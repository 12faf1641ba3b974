//! slidefx - slide-transition and particle effect programs
//!
//! This is the root crate holding the `slidefx` inspector commands.
//! The actual implementation lives in:
//! - `slidefx-math` - GLSL built-ins, fast trig, particle lifetimes
//! - `slidefx-catalog` - bundled GLSL programs and the validated catalog
//! - `slidefx-effects` - CPU reference models of every program
//! - `slidefx-config` - `~/.slidefx/config.toml`
//!
//! Inspect the catalog:
//! ```sh
//! cargo run -- list
//! cargo run -- show iris --precision guarded
//! cargo run -- sample sparkle --percent 0.3
//! ```

pub mod commands;
pub use commands::{
    CATALOG_INDEX_FILE, ValidationReport, export_catalog, list_effects, sample_effect,
    show_effect, validate_catalog,
};
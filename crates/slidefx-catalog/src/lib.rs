//! slidefx catalog - the effect programs and their binding contract
//!
//! This crate provides:
//! - `EffectDescriptor`: attribute names, uniform names and the program pair
//! - A declaration scanner and validator for descriptor invariants
//! - The bundled GLSL ES programs for every transition, particle and
//!   post-process effect
//! - `EffectCatalog`: the validated, read-only key -> descriptor table
//!
//! The attribute and uniform names are the exact binding names a host
//! uses when it lays out vertex buffers and uploads uniforms. They are
//! case-sensitive and stable.

pub mod bundled;
pub mod catalog;
pub mod descriptor;
pub mod precision;
pub mod scanner;
pub mod validate;

pub use bundled::{ALL_EFFECTS, BundledEffect, bundled_effect_keys, get_bundled_effect, keys};
pub use catalog::{CatalogBuilder, CatalogError, EffectCatalog};
pub use descriptor::EffectDescriptor;
pub use precision::PrecisionPolicy;
pub use scanner::{Declaration, Storage, scan};
pub use validate::{Stage, Violation, validate};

* EXERCISE OBJECTIVE:
Nothing but an exact copy of the records belongs in the answer.

* YOUR RESPONSE:
repository 12faf1641ba3b974
//! slidefx - slide-transition and particle effect programs
//!
//! This is the root crate holding the `slidefx` inspector commands.
//! The actual implementation lives in:
//! - `slidefx-math` - GLSL built-ins, fast trig, particle lifetimes
//! - `slidefx-catalog` - bundled GLSL programs and the validated catalog
//! - `slidefx-effects` - CPU reference models of every program
//! - `slidefx-config` - `~/.slidefx/config.toml`
//!
//! Inspect the catalog:
//! ```sh
//! cargo run -- list
//! cargo run -- show iris --precision guarded
//! cargo run -- sample sparkle --percent 0.3
//! ```

pub mod commands;
pub use commands::{
    CATALOG_INDEX_FILE, ValidationReport, export_catalog, list_effects, sample_effect,
    show_effect, validate_catalog,
};
filename crates/slidefx-catalog/src/lib.rs
//! slidefx catalog - the effect programs and their binding contract
//!
//! This crate provides:
//! - `EffectDescriptor`: attribute names, uniform names and the program pair
//! - A declaration scanner and validator for descriptor invariants
//! - The bundled GLSL ES programs for every transition, particle and
//!   post-process effect
//! - `EffectCatalog`: the validated, read-only key -> descriptor table
//!
//! The attribute and uniform names are the exact binding names a host
//! uses when it lays out vertex buffers and uploads uniforms. They are
//! case-sensitive and stable.

pub mod bundled;
pub mod catalog;
pub mod descriptor;
pub mod precision;
pub mod scanner;
pub mod validate;

pub use bundled::{ALL_EFFECTS, BundledEffect, bundled_effect_keys, get_bundled_effect, keys};
pub use catalog::{CatalogBuilder, CatalogError, EffectCatalog};
pub use descriptor::EffectDescriptor;
pub use precision::PrecisionPolicy;
pub use scanner::{Declaration, Storage, scan};
pub use validate::{Stage, Violation, validate};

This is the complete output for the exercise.